++++ Task material ++++

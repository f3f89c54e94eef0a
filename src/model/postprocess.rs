// 该文件是 Kanjian （看见） 项目的一部分。
// src/model/postprocess.rs - YOLO 输出解码与非极大值抑制
//
// 本文件根据 Apache 许可证第 2.0 版（以下简称“许可证”）授权使用；
// 除非遵守该许可证条款，否则您不得使用本文件。
// 您可通过以下网址获取许可证副本：
// http://www.apache.org/licenses/LICENSE-2.0
// 除非适用法律要求或书面同意，根据本许可协议分发的软件均按“原样”提供，
// 不附带任何形式的明示或暗示的保证或条件。
// 有关许可权限与限制的具体条款，请参阅本许可协议。
//
// Copyright (C) 2026 Johann Li <me@qinka.pro>, Wareless Group

use crate::model::{DetectItem, LabelMap};

/// 等比缩放并居中填充到模型输入尺寸的参数
#[derive(Debug, Clone, Copy, PartialEq)]
pub struct Letterbox {
  pub scale: f32,
  pub pad_x: f32,
  pub pad_y: f32,
  pub resized_width: u32,
  pub resized_height: u32,
}

impl Letterbox {
  pub fn new(src_width: u32, src_height: u32, dst_width: u32, dst_height: u32) -> Self {
    let scale =
      (dst_width as f32 / src_width as f32).min(dst_height as f32 / src_height as f32);
    let resized_width = ((src_width as f32 * scale).round() as u32).clamp(1, dst_width);
    let resized_height = ((src_height as f32 * scale).round() as u32).clamp(1, dst_height);
    Self {
      scale,
      pad_x: ((dst_width - resized_width) / 2) as f32,
      pad_y: ((dst_height - resized_height) / 2) as f32,
      resized_width,
      resized_height,
    }
  }

  /// 模型坐标 -> 原图坐标，并裁剪到原图范围内
  pub fn restore(&self, bbox: [f32; 4], src_width: u32, src_height: u32) -> [f32; 4] {
    let w = src_width as f32;
    let h = src_height as f32;
    [
      ((bbox[0] - self.pad_x) / self.scale).clamp(0.0, w),
      ((bbox[1] - self.pad_y) / self.scale).clamp(0.0, h),
      ((bbox[2] - self.pad_x) / self.scale).clamp(0.0, w),
      ((bbox[3] - self.pad_y) / self.scale).clamp(0.0, h),
    ]
  }
}

/// 解码后的候选框，坐标仍在模型输入空间
#[derive(Debug, Clone, Copy, PartialEq)]
pub struct Candidate {
  pub class_id: u32,
  pub score: f32,
  pub bbox: [f32; 4],
}

/// 输出张量布局
#[derive(Debug, Clone, Copy, PartialEq, Eq)]
pub enum OutputLayout {
  /// `[1, 4 + nc, N]`，YOLOv8/11 默认导出
  AttributesFirst { attributes: usize, anchors: usize },
  /// `[1, N, 4 + nc]`
  AnchorsFirst { attributes: usize, anchors: usize },
}

impl OutputLayout {
  /// 按形状推断布局
  ///
  /// `attributes` 为已知的 `4 + 类别数`，与某一维相等时按该维取属性轴；
  /// 两维都相等或都不相等时，取较小的一维作为属性轴。
  pub fn infer(shape: &[i64], attributes: Option<usize>) -> Option<Self> {
    if shape.len() != 3 || shape[0] != 1 {
      return None;
    }
    let (a, b) = (shape[1], shape[2]);
    if a <= 4 || b <= 4 {
      return None;
    }
    let (a, b) = (a as usize, b as usize);
    let attributes_first = match attributes {
      Some(n) if n == a && n != b => true,
      Some(n) if n == b && n != a => false,
      _ => a <= b,
    };
    if attributes_first {
      Some(OutputLayout::AttributesFirst {
        attributes: a,
        anchors: b,
      })
    } else {
      Some(OutputLayout::AnchorsFirst {
        attributes: b,
        anchors: a,
      })
    }
  }

  fn attributes(&self) -> usize {
    match *self {
      OutputLayout::AttributesFirst { attributes, .. } => attributes,
      OutputLayout::AnchorsFirst { attributes, .. } => attributes,
    }
  }

  fn anchors(&self) -> usize {
    match *self {
      OutputLayout::AttributesFirst { anchors, .. } => anchors,
      OutputLayout::AnchorsFirst { anchors, .. } => anchors,
    }
  }

  fn at(&self, data: &[f32], anchor: usize, attribute: usize) -> f32 {
    match *self {
      OutputLayout::AttributesFirst { anchors, .. } => data[attribute * anchors + anchor],
      OutputLayout::AnchorsFirst { attributes, .. } => data[anchor * attributes + attribute],
    }
  }
}

/// 逐锚点取最高类别分数，低于阈值的丢弃，`cxcywh` 转为 `xyxy`
pub fn decode_predictions(data: &[f32], layout: OutputLayout, conf_threshold: f32) -> Vec<Candidate> {
  let attributes = layout.attributes();
  let anchors = layout.anchors();
  if data.len() < attributes * anchors {
    return Vec::new();
  }

  let mut candidates = Vec::new();
  for anchor in 0..anchors {
    let mut best_class = 0usize;
    let mut best_score = f32::MIN;
    for class in 0..attributes - 4 {
      let score = layout.at(data, anchor, 4 + class);
      if score > best_score {
        best_score = score;
        best_class = class;
      }
    }

    if best_score < conf_threshold {
      continue;
    }

    let cx = layout.at(data, anchor, 0);
    let cy = layout.at(data, anchor, 1);
    let w = layout.at(data, anchor, 2);
    let h = layout.at(data, anchor, 3);

    candidates.push(Candidate {
      class_id: best_class as u32,
      score: best_score,
      bbox: [cx - w / 2.0, cy - h / 2.0, cx + w / 2.0, cy + h / 2.0],
    });
  }
  candidates
}

/// 计算两个 `xyxy` 边界框的 IoU
pub fn iou(a: &[f32; 4], b: &[f32; 4]) -> f32 {
  let x1 = a[0].max(b[0]);
  let y1 = a[1].max(b[1]);
  let x2 = a[2].min(b[2]);
  let y2 = a[3].min(b[3]);

  let intersection = (x2 - x1).max(0.0) * (y2 - y1).max(0.0);
  let area_a = (a[2] - a[0]).max(0.0) * (a[3] - a[1]).max(0.0);
  let area_b = (b[2] - b[0]).max(0.0) * (b[3] - b[1]).max(0.0);
  let union = area_a + area_b - intersection;

  if union > 0.0 {
    intersection / union
  } else {
    0.0
  }
}

/// 按类别的非极大值抑制，结果按置信度降序
pub fn non_max_suppression(mut candidates: Vec<Candidate>, iou_threshold: f32) -> Vec<Candidate> {
  candidates.sort_by(|a, b| b.score.total_cmp(&a.score));

  let mut kept: Vec<Candidate> = Vec::with_capacity(candidates.len());
  for candidate in candidates {
    let suppressed = kept
      .iter()
      .any(|k| k.class_id == candidate.class_id && iou(&k.bbox, &candidate.bbox) >= iou_threshold);
    if !suppressed {
      kept.push(candidate);
    }
  }
  kept
}

/// 还原坐标并解析标签，丢弃还原后退化为空的框
pub fn to_detections(
  candidates: Vec<Candidate>,
  letterbox: &Letterbox,
  src_width: u32,
  src_height: u32,
  labels: &LabelMap,
) -> Vec<DetectItem> {
  candidates
    .into_iter()
    .filter_map(|c| {
      let bbox = letterbox.restore(c.bbox, src_width, src_height);
      if bbox[2] <= bbox[0] || bbox[3] <= bbox[1] {
        return None;
      }
      Some(DetectItem::new(
        c.class_id,
        labels.resolve(c.class_id),
        c.score,
        bbox,
      ))
    })
    .collect()
}
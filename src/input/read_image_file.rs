// 该文件是 Kanjian （看见） 项目的一部分。
// src/input/read_image_file.rs - 图像文件输入
//
// 本文件根据 Apache 许可证第 2.0 版（以下简称“许可证”）授权使用；
// 除非遵守该许可证条款，否则您不得使用本文件。
// 您可通过以下网址获取许可证副本：
// http://www.apache.org/licenses/LICENSE-2.0
// 除非适用法律要求或书面同意，根据本许可协议分发的软件均按“原样”提供，
// 不附带任何形式的明示或暗示的保证或条件。
// 有关许可权限与限制的具体条款，请参阅本许可协议。
//
// Copyright (C) 2026 Johann Li <me@qinka.pro>, Wareless Group

use std::path::Path;

use image::{ImageReader, RgbImage};
use thiserror::Error;
use tracing::{debug, error};
use url::Url;

use crate::{
  FromUrl, FromUrlWithScheme,
  frame::{Frame, VideoInfo},
  input::{InputError, InputSource},
  media::url_to_path,
};

#[derive(Error, Debug)]
pub enum ImageFileInputError {
  #[error("URI schema mismatch")]
  SchemaMismatch,
  #[error("I/O error: {0}")]
  IoError(#[from] std::io::Error),
  #[error("Image loading error: {0}")]
  ImageLoadError(#[from] image::ImageError),
}

/// 单张图片输入，解码为 RGB 后只产出一帧
pub struct ImageFileInput {
  image: Option<RgbImage>,
  info: VideoInfo,
}

impl FromUrlWithScheme for ImageFileInput {
  const SCHEME: &'static str = "image";
}

impl FromUrl for ImageFileInput {
  type Error = ImageFileInputError;

  fn from_url(url: &Url) -> Result<Self, Self::Error> {
    if url.scheme() != Self::SCHEME {
      error!(
        "URI scheme mismatch: expected '{}', found '{}'",
        Self::SCHEME,
        url.scheme()
      );
      return Err(ImageFileInputError::SchemaMismatch);
    }

    Self::open(&url_to_path(url))
  }
}

impl ImageFileInput {
  pub fn open(path: &Path) -> Result<Self, ImageFileInputError> {
    let image = ImageReader::open(path)?
      .with_guessed_format()?
      .decode()?
      .to_rgb8();
    debug!(
      "读取图片: {} ({}x{})",
      path.display(),
      image.width(),
      image.height()
    );
    Ok(Self::from_image(image))
  }

  pub fn from_image(image: RgbImage) -> Self {
    let info = VideoInfo::still(image.width(), image.height());
    Self {
      image: Some(image),
      info,
    }
  }
}

impl Iterator for ImageFileInput {
  type Item = Result<Frame, InputError>;

  fn next(&mut self) -> Option<Self::Item> {
    self.image.take().map(|image| Ok(Frame::still(image)))
  }
}

impl InputSource for ImageFileInput {
  fn info(&self) -> VideoInfo {
    self.info
  }
}
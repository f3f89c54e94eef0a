// 该文件是 Kanjian （看见） 项目的一部分。
// src/model.rs - 模型
//
// 本文件根据 Apache 许可证第 2.0 版（以下简称“许可证”）授权使用；
// 除非遵守该许可证条款，否则您不得使用本文件。
// 您可通过以下网址获取许可证副本：
// http://www.apache.org/licenses/LICENSE-2.0
// 除非适用法律要求或书面同意，根据本许可协议分发的软件均按“原样”提供，
// 不附带任何形式的明示或暗示的保证或条件。
// 有关许可权限与限制的具体条款，请参阅本许可协议。
//
// Copyright (C) 2026 Johann Li <me@qinka.pro>, Wareless Group

use std::collections::BTreeSet;

use image::RgbImage;

/// 检测能力，作为参数显式传入标注函数
pub trait Model {
  type Error: std::error::Error + Send + Sync + 'static;

  fn infer(&mut self, image: &RgbImage) -> Result<DetectResult, Self::Error>;
}

impl<M: Model + ?Sized> Model for &mut M {
  type Error = M::Error;

  fn infer(&mut self, image: &RgbImage) -> Result<DetectResult, Self::Error> {
    (**self).infer(image)
  }
}

impl<M: Model + ?Sized> Model for Box<M> {
  type Error = M::Error;

  fn infer(&mut self, image: &RgbImage) -> Result<DetectResult, Self::Error> {
    (**self).infer(image)
  }
}

#[derive(Debug, Clone, PartialEq)]
pub struct DetectItem {
  pub class_id: u32,
  pub label: String,
  pub score: f32,
  pub bbox: [f32; 4], // [x_min, y_min, x_max, y_max]，原图像素坐标
}

impl DetectItem {
  pub fn new(class_id: u32, label: impl Into<String>, score: f32, bbox: [f32; 4]) -> Self {
    let score = if score.is_nan() {
      0.0
    } else {
      score.clamp(0.0, 1.0)
    };
    Self {
      class_id,
      label: label.into(),
      score,
      bbox,
    }
  }
}

#[derive(Debug, Clone, Default, PartialEq)]
pub struct DetectResult {
  pub items: Box<[DetectItem]>,
}

impl From<Vec<DetectItem>> for DetectResult {
  fn from(items: Vec<DetectItem>) -> Self {
    Self {
      items: items.into_boxed_slice(),
    }
  }
}

impl DetectResult {
  pub fn len(&self) -> usize {
    self.items.len()
  }

  pub fn is_empty(&self) -> bool {
    self.items.is_empty()
  }

  /// 结果中出现过的标签（去重、排序）
  pub fn labels(&self) -> BTreeSet<&str> {
    self.items.iter().map(|item| item.label.as_str()).collect()
  }

  /// 按标签筛选并按置信度降序排列，不修改原结果
  pub fn select(&self, filter: &LabelFilter) -> Vec<DetectItem> {
    let mut selected: Vec<DetectItem> = self
      .items
      .iter()
      .filter(|item| filter.accepts(&item.label))
      .cloned()
      .collect();
    selected.sort_by(|a, b| b.score.total_cmp(&a.score));
    selected
  }
}

/// 标签筛选条件，为空时保留全部
#[derive(Debug, Clone, Default, PartialEq, Eq)]
pub struct LabelFilter {
  labels: BTreeSet<String>,
}

impl LabelFilter {
  pub fn all() -> Self {
    Self::default()
  }

  pub fn only<I, S>(labels: I) -> Self
  where
    I: IntoIterator<Item = S>,
    S: Into<String>,
  {
    Self {
      labels: labels.into_iter().map(Into::into).collect(),
    }
  }

  pub fn is_empty(&self) -> bool {
    self.labels.is_empty()
  }

  pub fn accepts(&self, label: &str) -> bool {
    self.labels.is_empty() || self.labels.contains(label)
  }
}

mod labels;
pub use self::labels::{COCO_CLASSES, LabelMap};

pub mod postprocess;

#[cfg(feature = "model_onnx")]
mod onnx_yolo;
#[cfg(feature = "model_onnx")]
pub use self::onnx_yolo::{OnnxYolo, OnnxYoloBuilder, OnnxYoloError};

#[cfg(test)]
mod tests {
  use super::*;

  fn sample() -> DetectResult {
    DetectResult::from(vec![
      DetectItem::new(2, "car", 0.41, [0.0, 0.0, 10.0, 10.0]),
      DetectItem::new(0, "person", 0.93, [5.0, 5.0, 20.0, 40.0]),
      DetectItem::new(0, "person", 0.57, [30.0, 5.0, 45.0, 40.0]),
      DetectItem::new(16, "dog", 0.88, [50.0, 50.0, 70.0, 65.0]),
    ])
  }

  #[test]
  fn no_filter_keeps_everything_sorted() {
    let rows = sample().select(&LabelFilter::all());
    assert_eq!(rows.len(), 4);
    let scores: Vec<f32> = rows.iter().map(|r| r.score).collect();
    assert_eq!(scores, vec![0.93, 0.88, 0.57, 0.41]);
  }

  #[test]
  fn filter_by_present_label() {
    let rows = sample().select(&LabelFilter::only(["person"]));
    assert_eq!(rows.len(), 2);
    assert!(rows.iter().all(|r| r.label == "person"));
    assert!(rows[0].score >= rows[1].score);
  }

  #[test]
  fn filter_by_several_labels() {
    let rows = sample().select(&LabelFilter::only(["dog", "car"]));
    let labels: Vec<&str> = rows.iter().map(|r| r.label.as_str()).collect();
    assert_eq!(labels, vec!["dog", "car"]);
  }

  #[test]
  fn filter_by_absent_label_is_empty() {
    assert!(sample().select(&LabelFilter::only(["giraffe"])).is_empty());
  }

  #[test]
  fn select_leaves_result_untouched() {
    let result = sample();
    let before = result.clone();
    let _ = result.select(&LabelFilter::only(["dog"]));
    assert_eq!(result, before);
  }

  #[test]
  fn unique_labels() {
    let result = sample();
    let labels: Vec<&str> = result.labels().into_iter().collect();
    assert_eq!(labels, vec!["car", "dog", "person"]);
  }

  #[test]
  fn score_is_clamped() {
    assert_eq!(DetectItem::new(0, "a", 1.7, [0.0; 4]).score, 1.0);
    assert_eq!(DetectItem::new(0, "a", -0.2, [0.0; 4]).score, 0.0);
    assert_eq!(DetectItem::new(0, "a", f32::NAN, [0.0; 4]).score, 0.0);
  }
}
// 该文件是 Kanjian （看见） 项目的一部分。
// src/output/gstreamer_video_output.rs - GStreamer 视频文件输出
//
// 本文件根据 Apache 许可证第 2.0 版（以下简称“许可证”）授权使用；
// 除非遵守该许可证条款，否则您不得使用本文件。
// 您可通过以下网址获取许可证副本：
// http://www.apache.org/licenses/LICENSE-2.0
// 除非适用法律要求或书面同意，根据本许可协议分发的软件均按“原样”提供，
// 不附带任何形式的明示或暗示的保证或条件。
// 有关许可权限与限制的具体条款，请参阅本许可协议。
//
// Copyright (C) 2026 Johann Li <me@qinka.pro>, Wareless Group

//! # GStreamer 视频文件输出模块
//!
//! 将标注后的帧按写入顺序编码为 MP4 (H.264) 文件，帧率与输入一致。
//!
//! ## URL Scheme
//!
//! `video://`
//!
//! ```no_run
//! use kanjian::{FromUrl, output::GStreamerVideoOutput};
//! use url::Url;
//!
//! # fn main() -> Result<(), Box<dyn std::error::Error>> {
//! let url = Url::parse("video:///tmp/hasil_deteksi_video.mp4?width=1280&height=720&fps=30000/1001")?;
//! let output = GStreamerVideoOutput::from_url(&url)?;
//! # Ok(())
//! # }
//! ```
//!
//! ## 参数说明
//!
//! - `width` / `height`: 帧尺寸（像素），必须与写入的帧一致
//! - `fps`: 帧率，整数或分数，默认 30
//!
//! 文件在 [`OutputWriter::finish`] 之后才完整可播放。

use std::path::{Path, PathBuf};

use gstreamer::{self as gst, prelude::*};
use gstreamer_app as gst_app;
use gstreamer_video as gst_video;
use image::RgbImage;
use thiserror::Error;
use tracing::{debug, error, info, warn};
use url::Url;

use crate::{
  FromUrl, FromUrlWithScheme,
  frame::{FrameRate, VideoInfo},
  media::url_to_path,
  output::OutputWriter,
};

/// GStreamer 视频输出错误类型
#[derive(Error, Debug)]
pub enum GStreamerVideoOutputError {
  /// URI scheme 不匹配
  #[error("URI scheme mismatch")]
  SchemeMismatch,
  /// GStreamer 库错误
  #[error("GStreamer error: {0}")]
  GStreamerError(#[from] gst::glib::Error),
  /// GStreamer 布尔操作错误
  #[error("GStreamer boolean error: {0}")]
  GStreamerBoolError(#[from] gst::glib::BoolError),
  /// 无法获取 appsrc 元素
  #[error("Failed to get element: {0}")]
  ElementNotFound(&'static str),
  /// 参数无效
  #[error("Invalid parameter: {0}")]
  InvalidParameter(String),
  /// 帧尺寸与输出不一致
  #[error("Frame size mismatch: expected {expected:?}, got {actual:?}")]
  FrameSizeMismatch {
    expected: (u32, u32),
    actual: (u32, u32),
  },
  /// 管道错误
  #[error("Pipeline error: {0}")]
  PipelineError(String),
  /// 状态改变错误
  #[error("State change error: {0}")]
  StateChangeError(#[from] gst::StateChangeError),
  /// 推送缓冲区失败
  #[error("Flow error: {0:?}")]
  FlowError(gst::FlowError),
  /// 输出已结束
  #[error("Output already finished")]
  Finished,
}

/// x264 的 4:2:0 输入要求宽高均为偶数，奇数尺寸使用 4:4:4
fn encoder_format(width: u32, height: u32) -> &'static str {
  if width % 2 == 0 && height % 2 == 0 {
    "I420"
  } else {
    "Y444"
  }
}

fn output_pipeline(width: u32, height: u32) -> String {
  format!(
    "appsrc name=src ! videoconvert ! video/x-raw,format={} ! \
     x264enc speed-preset=fast ! h264parse ! mp4mux ! filesink name=sink",
    encoder_format(width, height)
  )
}

/// 等待编码器写完文件尾的超时时间
const EOS_TIMEOUT_SECS: u64 = 60;

/// GStreamer 视频文件输出
pub struct GStreamerVideoOutput {
  pipeline: gst::Pipeline,
  appsrc: gst_app::AppSrc,
  path: PathBuf,
  width: u32,
  height: u32,
  stride: usize,
  fps: FrameRate,
  frames_written: u64,
  finished: bool,
}

impl FromUrlWithScheme for GStreamerVideoOutput {
  const SCHEME: &'static str = "video";
}

fn parse_fps(value: &str) -> Option<FrameRate> {
  let fps = match value.split_once('/') {
    Some((n, d)) => FrameRate::new(n.trim().parse().ok()?, d.trim().parse().ok()?),
    None => FrameRate::new(value.trim().parse().ok()?, 1),
  };
  fps.is_valid().then_some(fps)
}

impl FromUrl for GStreamerVideoOutput {
  type Error = GStreamerVideoOutputError;

  fn from_url(url: &Url) -> Result<Self, Self::Error> {
    if url.scheme() != Self::SCHEME {
      error!(
        "URI scheme mismatch: expected '{}', found '{}'",
        Self::SCHEME,
        url.scheme()
      );
      return Err(GStreamerVideoOutputError::SchemeMismatch);
    }

    let query_pairs: std::collections::HashMap<_, _> = url.query_pairs().collect();
    let dimension = |key: &'static str| -> Result<u32, GStreamerVideoOutputError> {
      query_pairs
        .get(key)
        .and_then(|v| v.parse().ok())
        .filter(|v| *v > 0)
        .ok_or_else(|| GStreamerVideoOutputError::InvalidParameter(format!("缺少或无效的 {key}")))
    };
    let width = dimension("width")?;
    let height = dimension("height")?;
    let fps = match query_pairs.get("fps") {
      Some(v) => parse_fps(v)
        .ok_or_else(|| GStreamerVideoOutputError::InvalidParameter(format!("无效的帧率 {v}")))?,
      None => FrameRate::default(),
    };

    Self::create(
      &url_to_path(url),
      &VideoInfo {
        width,
        height,
        fps: Some(fps),
        frame_count: None,
      },
    )
  }
}

impl GStreamerVideoOutput {
  /// 按输入参数创建编码管道；输入没有帧率时使用 30 fps
  pub fn create(path: &Path, info: &VideoInfo) -> Result<Self, GStreamerVideoOutputError> {
    if info.width == 0 || info.height == 0 {
      return Err(GStreamerVideoOutputError::InvalidParameter(format!(
        "无效的帧尺寸 {}x{}",
        info.width, info.height
      )));
    }
    let fps = info.fps.filter(FrameRate::is_valid).unwrap_or_default();

    gst::init()?;

    if let Some(parent) = path.parent()
      && !parent.as_os_str().is_empty()
    {
      std::fs::create_dir_all(parent)
        .map_err(|e| GStreamerVideoOutputError::PipelineError(format!("创建输出目录失败: {e}")))?;
    }

    let description = output_pipeline(info.width, info.height);
    info!("Creating video output pipeline: {}", description);
    let pipeline = gst::parse::launch(&description)?
      .downcast::<gst::Pipeline>()
      .map_err(|_| {
        GStreamerVideoOutputError::PipelineError("Failed to create pipeline".to_string())
      })?;

    let filesink = pipeline
      .by_name("sink")
      .ok_or(GStreamerVideoOutputError::ElementNotFound("filesink"))?;
    filesink.set_property("location", path.to_string_lossy().as_ref());

    let appsrc = pipeline
      .by_name("src")
      .ok_or(GStreamerVideoOutputError::ElementNotFound("appsrc"))?
      .downcast::<gst_app::AppSrc>()
      .map_err(|_| GStreamerVideoOutputError::ElementNotFound("appsrc"))?;

    let video_info =
      gst_video::VideoInfo::builder(gst_video::VideoFormat::Rgb, info.width, info.height)
        .fps(gst::Fraction::new(fps.numerator, fps.denominator))
        .build()?;
    appsrc.set_caps(Some(&video_info.to_caps()?));
    appsrc.set_format(gst::Format::Time);

    pipeline.set_state(gst::State::Playing)?;

    info!(
      "视频输出已创建: {}x{} @ {} fps -> {}",
      info.width,
      info.height,
      fps,
      path.display()
    );

    Ok(GStreamerVideoOutput {
      pipeline,
      appsrc,
      path: path.to_path_buf(),
      width: info.width,
      height: info.height,
      stride: video_info.stride()[0] as usize,
      fps,
      frames_written: 0,
      finished: false,
    })
  }

  fn push_frame(&mut self, image: &RgbImage) -> Result<(), GStreamerVideoOutputError> {
    let row_bytes = self.width as usize * 3;
    let mut data = vec![0u8; self.stride * self.height as usize];
    for (dst, src) in data
      .chunks_exact_mut(self.stride)
      .zip(image.as_raw().chunks_exact(row_bytes))
    {
      dst[..row_bytes].copy_from_slice(src);
    }

    let mut buffer = gst::Buffer::from_mut_slice(data);
    {
      let buffer_ref = buffer.get_mut().ok_or_else(|| {
        GStreamerVideoOutputError::PipelineError("Buffer is not writable".to_string())
      })?;
      buffer_ref.set_pts(gst::ClockTime::from_nseconds(
        self.fps.pts_ns(self.frames_written),
      ));
      buffer_ref.set_duration(gst::ClockTime::from_nseconds(self.fps.frame_duration_ns()));
    }

    self
      .appsrc
      .push_buffer(buffer)
      .map_err(GStreamerVideoOutputError::FlowError)?;
    self.frames_written += 1;
    Ok(())
  }

  /// 发送 EOS 并等待 mp4mux 写完文件尾
  fn close(&mut self) -> Result<(), GStreamerVideoOutputError> {
    self.finished = true;

    let eos = self
      .appsrc
      .end_of_stream()
      .map_err(GStreamerVideoOutputError::FlowError);

    let mut result = eos.map(|_| ());
    if result.is_ok()
      && let Some(bus) = self.pipeline.bus()
    {
      let message = bus.timed_pop_filtered(
        gst::ClockTime::from_seconds(EOS_TIMEOUT_SECS),
        &[gst::MessageType::Eos, gst::MessageType::Error],
      );
      result = match message {
        Some(message) => match message.view() {
          gst::MessageView::Error(err) => Err(GStreamerVideoOutputError::PipelineError(format!(
            "{} ({})",
            err.error(),
            err.debug().map(|d| d.to_string()).unwrap_or_default()
          ))),
          _ => Ok(()),
        },
        None => Err(GStreamerVideoOutputError::PipelineError(
          "等待编码结束超时".to_string(),
        )),
      };
    }

    if let Err(e) = self.pipeline.set_state(gst::State::Null) {
      warn!("Failed to stop GStreamer video output pipeline: {}", e);
    }
    info!(
      "视频输出已关闭: {} (共写入 {} 帧)",
      self.path.display(),
      self.frames_written
    );
    result
  }
}

impl OutputWriter for GStreamerVideoOutput {
  type Error = GStreamerVideoOutputError;

  fn write_frame(&mut self, image: &RgbImage) -> Result<(), Self::Error> {
    if self.finished {
      return Err(GStreamerVideoOutputError::Finished);
    }
    if image.dimensions() != (self.width, self.height) {
      return Err(GStreamerVideoOutputError::FrameSizeMismatch {
        expected: (self.width, self.height),
        actual: image.dimensions(),
      });
    }
    self.push_frame(image)?;
    debug!("已写入第 {} 帧", self.frames_written);
    Ok(())
  }

  fn finish(&mut self) -> Result<(), Self::Error> {
    if self.finished {
      return Ok(());
    }
    self.close()
  }
}

impl Drop for GStreamerVideoOutput {
  fn drop(&mut self) {
    if !self.finished
      && let Err(e) = self.close()
    {
      warn!("关闭视频输出失败: {}", e);
    }
  }
}

#[cfg(test)]
mod tests {
  use super::*;

  #[test]
  fn fps_accepts_integer_and_fraction() {
    assert_eq!(parse_fps("25"), Some(FrameRate::new(25, 1)));
    assert_eq!(parse_fps("30000/1001"), Some(FrameRate::new(30000, 1001)));
    assert_eq!(parse_fps("0"), None);
    assert_eq!(parse_fps("abc"), None);
  }

  #[test]
  fn odd_sizes_encode_as_444() {
    assert_eq!(encoder_format(1280, 720), "I420");
    assert_eq!(encoder_format(853, 480), "Y444");
    assert_eq!(encoder_format(640, 361), "Y444");
    assert!(output_pipeline(853, 480).contains("format=Y444 ! x264enc"));
    assert!(output_pipeline(1920, 1080).contains("format=I420 ! x264enc"));
  }

  #[test]
  fn rejects_other_scheme() {
    let url = Url::parse("image:///tmp/out.png").unwrap();
    assert!(matches!(
      GStreamerVideoOutput::from_url(&url),
      Err(GStreamerVideoOutputError::SchemeMismatch)
    ));
  }

  #[test]
  fn requires_dimensions() {
    let url = Url::parse("video:///tmp/out.mp4?fps=30").unwrap();
    assert!(matches!(
      GStreamerVideoOutput::from_url(&url),
      Err(GStreamerVideoOutputError::InvalidParameter(_))
    ));
  }
}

++++

◆ What you should do: What you give back should be exactly the lines of the data above from the line with "score.clamp(0.0, 1.0)" through the line with "impl From<Vec<DetectItem>> for", both of those included, and nothing more.

◆ Solution to this problem:
      score.clamp(0.0, 1.0)
    };
    Self {
      class_id,
      label: label.into(),
      score,
      bbox,
    }
  }
}

#[derive(Debug, Clone, Default, PartialEq)]
pub struct DetectResult {
  pub items: Box<[DetectItem]>,
}

impl From<Vec<DetectItem>> for DetectResult {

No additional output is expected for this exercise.